A USP (Universidade de São Paulo) passou da 9ª para a 13ª posição.

Posse dos novos desembargadores do Tribunal de Justiça de PernambucoPosse dos novos desembargadores do Tribunal de Justiça de Pernambuco - Foto: Arthur Mota/Folha de Pernambuco

Nenhuma universidade brasileira ficou entre as dez primeiras de um ranking internacional que lista apenas instituições de ensino superior e pesquisa de países em desenvolvimento. A USP (Universidade de São Paulo) passou da 9ª para a 13ª posição.

A relação "Brics & Emerging Economies Ranking" 2017 é feita pela THE (Times Higher Education), publicação britânica e uma das mais renomados listas de universidades no mundo. O ranking com instituições dos chamados países emergentes é realizado desde 2013 e é a primeira vez que nenhuma brasileira aparece no Top 10.

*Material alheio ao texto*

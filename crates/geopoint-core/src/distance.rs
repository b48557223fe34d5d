//! Distance engine: a flat-grid approximation and the haversine great-circle
//! distance, both in kilometres.
//!
//! Both functions take `Option<Point>` and return `0.0` when either side is
//! absent.  That is part of the contract, not an error path: callers that
//! need to distinguish "no geometry" must check before calling.

use std::str::FromStr;

use crate::{Point, PointError};

/// Kilometres per degree used by the planar approximation.
pub const KM_PER_DEGREE: f64 = 111.0;

/// Mean Earth radius used by the haversine formula.
pub const EARTH_RADIUS_KM: f64 = 6_371.0;

/// Euclidean distance in degree space, scaled by [`KM_PER_DEGREE`].
///
/// Ignores the narrowing of longitude degrees away from the equator, so it
/// overestimates east–west separations at high latitudes.  The constant and
/// formula are kept as-is for compatibility with stored results.
pub fn planar_approx_km(a: Option<Point>, b: Option<Point>) -> f64 {
    match (a, b) {
        (Some(a), Some(b)) => a.planar_km(b),
        _ => 0.0,
    }
}

/// Haversine great-circle distance on a sphere of radius [`EARTH_RADIUS_KM`].
pub fn great_circle_km(a: Option<Point>, b: Option<Point>) -> f64 {
    match (a, b) {
        (Some(a), Some(b)) => a.great_circle_km(b),
        _ => 0.0,
    }
}

impl Point {
    /// See [`planar_approx_km`].
    pub fn planar_km(self, other: Point) -> f64 {
        let dx = other.lon() - self.lon();
        let dy = other.lat() - self.lat();
        (dx * dx + dy * dy).sqrt() * KM_PER_DEGREE
    }

    /// See [`great_circle_km`].
    ///
    /// Uses `atan2` rather than `asin` so that `a ≈ 0` and `a ≈ 1` (identical
    /// and antipodal points) stay numerically stable.
    pub fn great_circle_km(self, other: Point) -> f64 {
        let lat1 = self.lat().to_radians();
        let lat2 = other.lat().to_radians();

        let d_lat = lat2 - lat1;
        let d_lon = other.lon().to_radians() - self.lon().to_radians();

        let a = (d_lat * 0.5).sin().powi(2)
            + lat1.cos() * lat2.cos() * (d_lon * 0.5).sin().powi(2);
        // Rounding can push `a` a few ULPs past 1 for antipodal pairs.
        let a = a.clamp(0.0, 1.0);

        let c = 2.0 * a.sqrt().atan2((1.0 - a).sqrt());
        EARTH_RADIUS_KM * c
    }
}

// ── DistanceKind ──────────────────────────────────────────────────────────────

/// Selects one of the two distance algorithms at runtime.
#[derive(Copy, Clone, PartialEq, Eq, Hash, Debug, Default)]
#[cfg_attr(feature = "serde", derive(serde::Serialize, serde::Deserialize))]
#[cfg_attr(feature = "serde", serde(rename_all = "snake_case"))]
pub enum DistanceKind {
    /// [`planar_approx_km`].
    Planar,
    /// [`great_circle_km`].
    #[default]
    GreatCircle,
}

impl DistanceKind {
    /// Distance between `a` and `b` in kilometres using this algorithm.
    #[inline]
    pub fn distance_km(self, a: Option<Point>, b: Option<Point>) -> f64 {
        match self {
            DistanceKind::Planar      => planar_approx_km(a, b),
            DistanceKind::GreatCircle => great_circle_km(a, b),
        }
    }

    pub fn as_str(self) -> &'static str {
        match self {
            DistanceKind::Planar      => "planar",
            DistanceKind::GreatCircle => "great_circle",
        }
    }
}

impl std::fmt::Display for DistanceKind {
    fn fmt(&self, f: &mut std::fmt::Formatter<'_>) -> std::fmt::Result {
        f.write_str(self.as_str())
    }
}

impl FromStr for DistanceKind {
    type Err = PointError;

    fn from_str(s: &str) -> Result<Self, Self::Err> {
        match s {
            "planar"                       => Ok(DistanceKind::Planar),
            "great_circle" | "haversine"   => Ok(DistanceKind::GreatCircle),
            other => Err(PointError::UnknownDistanceKind(other.to_owned())),
        }
    }
}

São listadas instituições do Brics (grupo que inclui Rússia, Índia, China e África do Sul) e e de países emergentes como Turquia, Colômbia, Chile, México e Taiwan.
Na edição 2017, divulgada nesta quarta-feira (30), há 25 universidades brasileiras entre as 300 listadas de 41 países. Eram 14 no anterior, quando o ranking reunia 200 instituições no total.

A publicação analisa 13 critérios para calcular o ranking. Entre eles, estão informações como titulação de professores, impacto de citações de artigos científicos e nível de internacionalização da universidade.

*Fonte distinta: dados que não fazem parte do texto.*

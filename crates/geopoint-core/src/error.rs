//! Point-model error type.

use thiserror::Error;

/// Errors raised when an untyped geometry is narrowed to a [`Point`](crate::Point).
#[derive(Debug, Clone, PartialEq, Error)]
pub enum PointError {
    #[error("expected geometry type \"Point\", got {0:?}")]
    WrongKind(String),

    #[error("a Point needs exactly 2 coordinates, got {0}")]
    WrongArity(usize),

    #[error("unknown distance kind {0:?}")]
    UnknownDistanceKind(String),
}

/// Shorthand result type for `geopoint-core`.
pub type PointResult<T> = Result<T, PointError>;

A USP não piorou seus indicadores na edição atual com relação ao ano anterior, mas acabou ultrapassada por instituições chinesas, russas e de Taiwan.

Desde 2014 a USP vive uma crise financeira. Texto publicado no site da instituição comemora que a USP continua como a melhor universidade brasileira dos Brics.

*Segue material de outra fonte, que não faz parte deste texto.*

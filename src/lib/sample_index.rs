#![forbid(unsafe_code)]
#![allow(clippy::must_use_candidate)]
//! The sample sheet: which sample a read pair belongs to, given the flowcell, lane, Illumina
//! index, and cell barcode it was sequenced with.

use std::path::Path;

use ahash::AHashMap;
use csv::{ReaderBuilder, StringRecord, Trim};
use fgoxide::io::Io;
use itertools::Itertools;
use log::warn;
use serde::{Deserialize, Serialize};

use crate::errors::DemuxError;

/// The columns every sample sheet must have.  `flocell` may also be spelled `flowcell`.
const REQUIRED_COLUMNS: &[&str] =
    &["id", "flocell", "lane", "il_barcode", "cel_barcode", "series", "project"];

/// The width sample ids are zero-padded to.
const SAMPLE_ID_WIDTH: usize = 4;

/// The composite key a sample is looked up by.
#[derive(Debug, Clone, PartialEq, Eq, Hash)]
pub struct SampleKey {
    pub flowcell: String,
    /// The normalized lane, see [`normalize_lane`].
    pub lane: String,
    pub illumina_index: String,
    pub cell_barcode_id: String,
}

impl SampleKey {
    /// Create a new [`SampleKey`], normalizing the lane.
    pub fn new(flowcell: &str, lane: &str, illumina_index: &str, cell_barcode_id: &str) -> Self {
        Self {
            flowcell: flowcell.to_string(),
            lane: normalize_lane(lane),
            illumina_index: illumina_index.to_string(),
            cell_barcode_id: cell_barcode_id.to_string(),
        }
    }

    /// True if the flowcell, lane and Illumina index of this key match the given (already
    /// normalized) values.
    fn matches_run(&self, flowcell: &str, lane: &str, illumina_index: &str) -> bool {
        self.flowcell == flowcell && self.lane == lane && self.illumina_index == illumina_index
    }
}

/// A sample that reads are written out for.  Each distinct value gets its own output file.
#[derive(Debug, Clone, PartialEq, Eq, Hash, Serialize, Deserialize)]
pub struct SampleInfo {
    /// The zero-padded sample id, e.g. `0001`.
    pub id: String,
    pub series: String,
    pub project: String,
}

/// One row of the sample sheet as it appears in the file.
#[derive(Debug, Deserialize)]
struct SampleRow {
    id: String,
    #[serde(alias = "flowcell")]
    flocell: String,
    lane: String,
    il_barcode: String,
    cel_barcode: String,
    series: String,
    project: String,
}

/// Normalizes a lane so that `L001`, `001`, and `1` compare equal: an optional leading `L` and
/// any leading zeros are removed.
pub fn normalize_lane(lane: &str) -> String {
    let lane = lane.trim();
    let lane = lane.strip_prefix(&['L', 'l'][..]).unwrap_or(lane);
    let trimmed = lane.trim_start_matches('0');
    if trimmed.is_empty() && !lane.is_empty() {
        String::from("0")
    } else {
        trimmed.to_string()
    }
}

/// Normalizes a sample id to a fixed-width, zero-padded numeral.
fn normalize_sample_id(id: &str) -> Option<String> {
    id.trim().parse::<u64>().ok().map(|n| format!("{:0width$}", n, width = SAMPLE_ID_WIDTH))
}

/// The indexed sample sheet.
///
/// Keys are kept in the order they were first seen so that output files and the statistics
/// table follow the order of the sample sheet.
#[derive(Debug, Clone, Default)]
pub struct SampleIndex {
    entries: AHashMap<SampleKey, SampleInfo>,
    key_order: Vec<SampleKey>,
}

impl SampleIndex {
    /// Builds a [`SampleIndex`] from the tab-delimited sample sheet at the given path.
    ///
    /// # Errors
    ///
    /// - [`DemuxError::FgError`] if the file cannot be read
    /// - [`DemuxError::MalformedInput`] if a required column is missing, a row is short, or a
    ///   sample id is not a number
    pub fn from_path<P: AsRef<Path>>(path: P) -> Result<Self, DemuxError> {
        let io = Io::default();
        let reader = io.new_reader(&path)?;
        Self::from_reader(reader, &path.as_ref().to_string_lossy())
    }

    /// Builds a [`SampleIndex`] from a reader over a tab-delimited sample sheet.
    ///
    /// The first non-empty line is the header.  A leading `#` on the header is removed (sample
    /// sheets historically start with `#id`).  Subsequent lines starting with `#` are comments.
    pub fn from_reader<R: std::io::Read>(reader: R, source_name: &str) -> Result<Self, DemuxError> {
        let mut reader = ReaderBuilder::new()
            .delimiter(b'\t')
            .has_headers(false)
            .flexible(true)
            .trim(Trim::All)
            .from_reader(reader);

        let mut header: Option<StringRecord> = None;
        let mut index = Self::default();
        let mut record = StringRecord::new();
        while reader.read_record(&mut record)? {
            let line = record.position().map(|p| p.line() as usize);
            if record.iter().all(str::is_empty) {
                continue;
            }

            if header.is_none() {
                header = Some(Self::parse_header(&record, source_name, line)?);
                continue;
            }
            if record[0].starts_with('#') {
                continue;
            }

            let row: SampleRow = record.deserialize(header.as_ref()).map_err(|e| {
                DemuxError::malformed(source_name, line, format!("unable to parse sample: {}", e))
            })?;
            let id = normalize_sample_id(&row.id).ok_or_else(|| {
                DemuxError::malformed(
                    source_name,
                    line,
                    format!("sample id `{}` is not a number", row.id),
                )
            })?;

            let key = SampleKey::new(&row.flocell, &row.lane, &row.il_barcode, &row.cel_barcode);
            let info = SampleInfo { id, series: row.series, project: row.project };
            if index.insert(key.clone(), info) {
                warn!(
                    "Sample key {:?} is repeated in {}; the row on line {} replaces it",
                    key,
                    source_name,
                    line.unwrap_or_default()
                );
            }
        }

        if header.is_none() {
            let reason = String::from("the sample sheet is empty");
            return Err(DemuxError::malformed(source_name, None, reason));
        }
        Ok(index)
    }

    /// Strips the marker from the first column and checks that every required column is present.
    fn parse_header(
        record: &StringRecord,
        source_name: &str,
        line: Option<usize>,
    ) -> Result<StringRecord, DemuxError> {
        let header: StringRecord = record
            .iter()
            .enumerate()
            .map(|(i, name)| if i == 0 { name.trim_start_matches('#').trim() } else { name })
            .collect();

        let missing: Vec<&str> = REQUIRED_COLUMNS
            .iter()
            .filter(|&&column| {
                !header.iter().any(|name| {
                    name == column || (column == "flocell" && name == "flowcell")
                })
            })
            .copied()
            .collect();

        if missing.is_empty() {
            Ok(header)
        } else {
            Err(DemuxError::malformed(
                source_name,
                line,
                format!("missing required column(s): {}", missing.join(", ")),
            ))
        }
    }

    /// Inserts an entry, returning true if an existing entry for the key was replaced.
    pub fn insert(&mut self, key: SampleKey, info: SampleInfo) -> bool {
        match self.entries.insert(key.clone(), info) {
            Some(_) => true,
            None => {
                self.key_order.push(key);
                false
            }
        }
    }

    /// Returns a new [`SampleIndex`] holding only the entries for the given flowcell, lane, and
    /// Illumina index.  `self` is left untouched.
    pub fn filter_for(&self, flowcell: &str, lane: &str, illumina_index: &str) -> SampleIndex {
        let lane = normalize_lane(lane);
        let mut filtered = SampleIndex::default();
        for key in self.key_order.iter().filter(|k| k.matches_run(flowcell, &lane, illumina_index))
        {
            filtered.insert(key.clone(), self.entries[key].clone());
        }
        filtered
    }

    /// Looks up the sample for the full key.
    pub fn resolve(
        &self,
        flowcell: &str,
        lane: &str,
        illumina_index: &str,
        cell_barcode_id: &str,
    ) -> Option<&SampleInfo> {
        self.get(&SampleKey::new(flowcell, lane, illumina_index, cell_barcode_id))
    }

    /// Looks up the sample for a key built ahead of time.
    pub fn get(&self, key: &SampleKey) -> Option<&SampleInfo> {
        self.entries.get(key)
    }

    /// The distinct samples, in the order they first appear in the sample sheet.
    pub fn distinct_samples(&self) -> Vec<SampleInfo> {
        self.key_order.iter().map(|key| &self.entries[key]).unique().cloned().collect()
    }

    /// The number of keys in the index.
    pub fn len(&self) -> usize {
        self.entries.len()
    }

    pub fn is_empty(&self) -> bool {
        self.entries.is_empty()
    }
}

#[cfg(test)]
mod test {
    use matches::assert_matches;
    use rstest::rstest;

    use super::*;

    const SHEET: &str = "\
#id\tflocell\tlane\til_barcode\tcel_barcode\tseries\tproject
1\tFC1\t1\tACAGTG\t1\tS1\tP1
2\tFC1\t1\tACAGTG\t2\tS1\tP1
# a commented out sample
3\tFC1\t2\tACAGTG\t1\tS2\tP1
1\tFC1\t2\tGCCAAT\t1\tS1\tP1
4\tFC2\tL001\tACAGTG\t1\tS3\tP2
";

    fn info(id: &str, series: &str, project: &str) -> SampleInfo {
        SampleInfo { id: id.to_string(), series: series.to_string(), project: project.to_string() }
    }

    #[test]
    fn test_load_and_resolve() {
        let index = SampleIndex::from_reader(SHEET.as_bytes(), "samples.tsv").unwrap();
        assert_eq!(index.len(), 5);
        assert_eq!(index.resolve("FC1", "1", "ACAGTG", "1"), Some(&info("0001", "S1", "P1")));
        assert_eq!(index.resolve("FC1", "L001", "ACAGTG", "2"), Some(&info("0002", "S1", "P1")));
        assert_eq!(index.resolve("FC1", "L002", "ACAGTG", "1"), Some(&info("0003", "S2", "P1")));
        assert_eq!(index.resolve("FC2", "1", "ACAGTG", "1"), Some(&info("0004", "S3", "P2")));
        assert_eq!(index.resolve("FC1", "1", "ACAGTG", "3"), None);
        assert_eq!(index.resolve("FC3", "1", "ACAGTG", "1"), None);
    }

    #[test]
    fn test_distinct_samples_first_seen_order() {
        let index = SampleIndex::from_reader(SHEET.as_bytes(), "samples.tsv").unwrap();
        let ids: Vec<String> = index.distinct_samples().into_iter().map(|s| s.id).collect();
        // sample 0001 appears under two keys but only once here
        assert_eq!(ids, vec!["0001", "0002", "0003", "0004"]);
    }

    #[test]
    fn test_filter_for_does_not_mutate() {
        let index = SampleIndex::from_reader(SHEET.as_bytes(), "samples.tsv").unwrap();
        let filtered = index.filter_for("FC1", "L001", "ACAGTG");
        assert_eq!(filtered.len(), 2);
        assert!(filtered.resolve("FC1", "1", "ACAGTG", "1").is_some());
        assert!(filtered.resolve("FC1", "2", "ACAGTG", "1").is_none());
        assert_eq!(index.len(), 5);

        let other = index.filter_for("FC1", "2", "GCCAAT");
        assert_eq!(other.distinct_samples(), vec![info("0001", "S1", "P1")]);
        assert!(index.filter_for("FC9", "1", "ACAGTG").is_empty());
        assert_eq!(index.len(), 5);
    }

    #[test]
    fn test_duplicate_key_last_wins() {
        let sheet = "\
id\tflocell\tlane\til_barcode\tcel_barcode\tseries\tproject
1\tFC1\t1\tACAGTG\t1\tS1\tP1
2\tFC1\t1\tACAGTG\t1\tS1\tP1
";
        let index = SampleIndex::from_reader(sheet.as_bytes(), "samples.tsv").unwrap();
        assert_eq!(index.len(), 1);
        assert_eq!(index.resolve("FC1", "1", "ACAGTG", "1"), Some(&info("0002", "S1", "P1")));
        assert_eq!(index.distinct_samples(), vec![info("0002", "S1", "P1")]);
    }

    #[test]
    fn test_flowcell_alias_and_extra_columns() {
        let sheet = "\
project\tseries\tid\tflowcell\tlane\til_barcode\tcel_barcode\tnotes
P1\tS1\t12\tFC1\t3\tACAGTG\t7\tsome note
";
        let index = SampleIndex::from_reader(sheet.as_bytes(), "samples.tsv").unwrap();
        assert_eq!(index.resolve("FC1", "3", "ACAGTG", "7"), Some(&info("0012", "S1", "P1")));
    }

    #[rstest]
    #[case("id\tflocell\tlane\til_barcode\tcel_barcode\tseries\n1\tFC1\t1\tACAGTG\t1\tS1\n")]
    #[case("#id\tlane\til_barcode\tcel_barcode\tseries\tproject\n")]
    #[case("id\tflocell\tlane\til_barcode\tcel_barcode\tseries\tproject\n1\tFC1\t1\tACAGTG\n")]
    #[case(concat!(
        "id\tflocell\tlane\til_barcode\tcel_barcode\tseries\tproject\n",
        "A1\tFC1\t1\tACAGTG\t1\tS1\tP1\n"
    ))]
    #[case("")]
    fn test_malformed_sheets(#[case] sheet: &str) {
        let result = SampleIndex::from_reader(sheet.as_bytes(), "samples.tsv");
        assert_matches!(result, Err(DemuxError::MalformedInput { .. }));
    }

    #[rstest]
    #[case("L001", "1")]
    #[case("001", "1")]
    #[case("1", "1")]
    #[case("l12", "12")]
    #[case("L000", "0")]
    #[case("", "")]
    fn test_normalize_lane(#[case] lane: &str, #[case] expected: &str) {
        assert_eq!(normalize_lane(lane), expected);
    }
}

A Unicamp (Universidade Estadual de Campinas) é segunda instituição brasileira mais bem colocada. Aparece na 28ª colocação, mas no ano anterior era 24ª. Na sequência aparece a PUC (Pontifícia Universidade Católica) do Rio, em 55ª colocação. Era a 43ª na lista de 2016.

Instituições chinesas continuam a dominar o ranking. Entre as 300 universidades listas, 52 são da China e seis delas estão entre as 10 primeiras posições.

USP e Unicamp, ambas mantidas pelo governo Geraldo Alckmin (PSDB), também caíram na edição principal do ranking da THE, divulgado em setembro. Na última edição do RUF (Ranking Universitário Folha), a USP perdeu a primeira posição para a UFRJ (Federal do Rio de Janeiro).